- [Try it]
Pick each line containing the word "RenderContext" out of the data below.

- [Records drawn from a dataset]
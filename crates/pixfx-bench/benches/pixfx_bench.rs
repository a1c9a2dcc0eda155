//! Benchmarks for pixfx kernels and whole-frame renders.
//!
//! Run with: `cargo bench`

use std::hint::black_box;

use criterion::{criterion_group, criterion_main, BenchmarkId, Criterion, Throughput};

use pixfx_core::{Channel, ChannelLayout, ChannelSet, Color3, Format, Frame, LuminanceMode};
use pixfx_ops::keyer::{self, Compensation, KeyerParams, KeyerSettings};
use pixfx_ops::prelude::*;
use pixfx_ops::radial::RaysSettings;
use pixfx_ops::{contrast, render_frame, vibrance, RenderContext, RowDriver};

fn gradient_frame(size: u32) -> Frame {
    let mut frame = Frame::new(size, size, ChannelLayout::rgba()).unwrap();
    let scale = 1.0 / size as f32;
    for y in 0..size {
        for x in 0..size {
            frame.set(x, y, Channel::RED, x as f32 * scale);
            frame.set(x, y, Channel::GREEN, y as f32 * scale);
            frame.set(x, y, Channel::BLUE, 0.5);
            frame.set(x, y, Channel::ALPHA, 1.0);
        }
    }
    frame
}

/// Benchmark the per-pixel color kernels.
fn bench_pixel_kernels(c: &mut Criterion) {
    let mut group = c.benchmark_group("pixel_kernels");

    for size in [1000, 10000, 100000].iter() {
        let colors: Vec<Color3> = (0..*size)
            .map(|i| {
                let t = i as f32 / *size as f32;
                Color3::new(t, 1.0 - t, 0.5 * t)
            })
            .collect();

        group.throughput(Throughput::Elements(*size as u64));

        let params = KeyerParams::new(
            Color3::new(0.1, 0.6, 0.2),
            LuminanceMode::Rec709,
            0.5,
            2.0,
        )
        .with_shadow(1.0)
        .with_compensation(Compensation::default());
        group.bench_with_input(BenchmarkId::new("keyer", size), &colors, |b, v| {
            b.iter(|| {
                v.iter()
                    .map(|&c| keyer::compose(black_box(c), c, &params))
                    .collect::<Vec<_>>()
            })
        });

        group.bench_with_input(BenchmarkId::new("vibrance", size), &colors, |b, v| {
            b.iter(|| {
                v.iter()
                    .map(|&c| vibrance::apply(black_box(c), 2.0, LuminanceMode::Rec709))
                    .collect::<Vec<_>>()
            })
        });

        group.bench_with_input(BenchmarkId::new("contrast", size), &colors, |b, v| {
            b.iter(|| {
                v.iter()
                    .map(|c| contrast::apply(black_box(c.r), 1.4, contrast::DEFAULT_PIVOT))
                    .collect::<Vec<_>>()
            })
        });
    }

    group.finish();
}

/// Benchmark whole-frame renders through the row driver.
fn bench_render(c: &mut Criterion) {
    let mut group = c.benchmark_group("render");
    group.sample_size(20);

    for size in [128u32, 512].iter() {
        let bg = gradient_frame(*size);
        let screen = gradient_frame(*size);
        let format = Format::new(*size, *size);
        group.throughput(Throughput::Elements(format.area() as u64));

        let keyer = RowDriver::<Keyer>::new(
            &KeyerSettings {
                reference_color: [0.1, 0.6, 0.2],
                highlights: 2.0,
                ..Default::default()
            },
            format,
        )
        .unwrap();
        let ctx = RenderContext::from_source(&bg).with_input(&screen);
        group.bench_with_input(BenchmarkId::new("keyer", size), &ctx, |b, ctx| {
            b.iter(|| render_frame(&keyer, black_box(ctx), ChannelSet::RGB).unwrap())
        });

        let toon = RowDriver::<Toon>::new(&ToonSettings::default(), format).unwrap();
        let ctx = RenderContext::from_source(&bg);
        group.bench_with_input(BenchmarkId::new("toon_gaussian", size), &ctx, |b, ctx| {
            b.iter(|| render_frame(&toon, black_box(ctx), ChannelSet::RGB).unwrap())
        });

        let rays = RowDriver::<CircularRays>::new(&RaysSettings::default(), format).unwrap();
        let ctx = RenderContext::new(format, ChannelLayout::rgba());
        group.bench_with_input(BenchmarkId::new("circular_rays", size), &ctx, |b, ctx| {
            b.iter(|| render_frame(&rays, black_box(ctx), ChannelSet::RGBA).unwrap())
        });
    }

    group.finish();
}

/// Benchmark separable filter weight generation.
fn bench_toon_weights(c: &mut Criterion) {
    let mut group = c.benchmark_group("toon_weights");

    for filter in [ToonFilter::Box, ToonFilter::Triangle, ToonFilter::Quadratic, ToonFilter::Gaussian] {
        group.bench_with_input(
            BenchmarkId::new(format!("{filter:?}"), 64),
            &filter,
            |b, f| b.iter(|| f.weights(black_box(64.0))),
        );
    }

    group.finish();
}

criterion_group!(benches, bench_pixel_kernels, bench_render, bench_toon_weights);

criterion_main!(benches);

- [Written answer]
use pixfx_ops::{contrast, render_frame, vibrance, RenderContext, RowDriver};
        let ctx = RenderContext::from_source(&bg).with_input(&screen);
        let ctx = RenderContext::from_source(&bg);
        let ctx = RenderContext::new(format, ChannelLayout::rgba());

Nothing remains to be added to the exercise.